(Stored data begins)

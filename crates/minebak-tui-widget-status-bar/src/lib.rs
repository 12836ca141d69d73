// Copyright (c) 2025 Geoffrey Huntley <ghuntley@ghuntley.com>. All rights reserved.
// SPDX-License-Identifier: Proprietary

//! One-line status bar: labelled items on the left, key hints on the right.
//!
//! Items that do not fit are cut and end with `…`; key hints always win the
//! space they need.

use minebak_tui_theme::Theme;
use ratatui::{
	buffer::Buffer,
	layout::Rect,
	style::{Style, Stylize},
	text::{Line, Span},
	widgets::Widget,
};

#[derive(Debug, Clone)]
pub struct StatusItem {
	pub label: String,
	pub value: String,
}

#[derive(Debug, Clone)]
pub struct StatusBar {
	items: Vec<StatusItem>,
	shortcuts: Vec<(String, String)>,
	style: Style,
	key_style: Style,
}

impl Default for StatusBar {
	fn default() -> Self {
		Self {
			items: Vec::new(),
			shortcuts: Vec::new(),
			style: Style::default(),
			key_style: Style::default().bold().fg(Theme::default().colors.accent),
		}
	}
}

impl StatusBar {
	pub fn new() -> Self {
		Self::default()
	}

	/// Take colors from a theme.
	pub fn themed(theme: &Theme) -> Self {
		Self {
			style: Style::default().bg(theme.colors.surface).fg(theme.colors.text),
			key_style: Style::default().bold().fg(theme.colors.accent),
			..Self::default()
		}
	}

	pub fn item(mut self, label: impl Into<String>, value: impl Into<String>) -> Self {
		self.items.push(StatusItem {
			label: label.into(),
			value: value.into(),
		});
		self
	}

	pub fn shortcut(mut self, key: impl Into<String>, desc: impl Into<String>) -> Self {
		self.shortcuts.push((key.into(), desc.into()));
		self
	}

	pub fn style(mut self, style: Style) -> Self {
		self.style = style;
		self
	}

	pub fn key_style(mut self, style: Style) -> Self {
		self.key_style = style;
		self
	}

	fn shortcut_line(&self) -> Line<'_> {
		let mut spans = Vec::new();
		for (i, (key, desc)) in self.shortcuts.iter().enumerate() {
			if i > 0 {
				spans.push(Span::raw(" | "));
			}
			spans.push(Span::styled(key.as_str(), self.key_style));
			spans.push(Span::raw(" "));
			spans.push(Span::raw(desc.as_str()));
		}
		Line::from(spans)
	}

	fn item_line(&self) -> Line<'_> {
		let mut spans = Vec::new();
		for (i, item) in self.items.iter().enumerate() {
			if i > 0 {
				spans.push(Span::raw(" | "));
			}
			spans.push(Span::raw(item.label.as_str()).bold());
			spans.push(Span::raw(": "));
			spans.push(Span::raw(item.value.as_str()));
		}
		Line::from(spans)
	}
}

impl Widget for StatusBar {
	fn render(self, area: Rect, buf: &mut Buffer) {
		if area.is_empty() {
			return;
		}
		if self.style != Style::default() {
			buf.set_style(area, self.style);
		}

		let shortcut_line = self.shortcut_line();
		let shortcut_width = shortcut_line.width() as u16;
		let available_for_items = if self.shortcuts.is_empty() {
			area.width
		} else {
			area.width.saturating_sub(shortcut_width + 1)
		};

		let item_line = self.item_line();
		buf.set_line(area.x, area.y, &item_line, available_for_items);
		if item_line.width() > available_for_items as usize && available_for_items > 0 {
			buf[(area.x + available_for_items - 1, area.y)].set_symbol("…");
		}

		if !self.shortcuts.is_empty() {
			let shortcut_x = area.right().saturating_sub(shortcut_width);
			if shortcut_x > area.x {
				buf.set_line(shortcut_x, area.y, &shortcut_line, shortcut_width);
			}
		}
	}
}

(Stored data ends)

Problem statement — Each line above that contains the word "text" should be returned.

Result of the task —
	text::{Line, Span},
			style: Style::default().bg(theme.colors.surface).fg(theme.colors.text),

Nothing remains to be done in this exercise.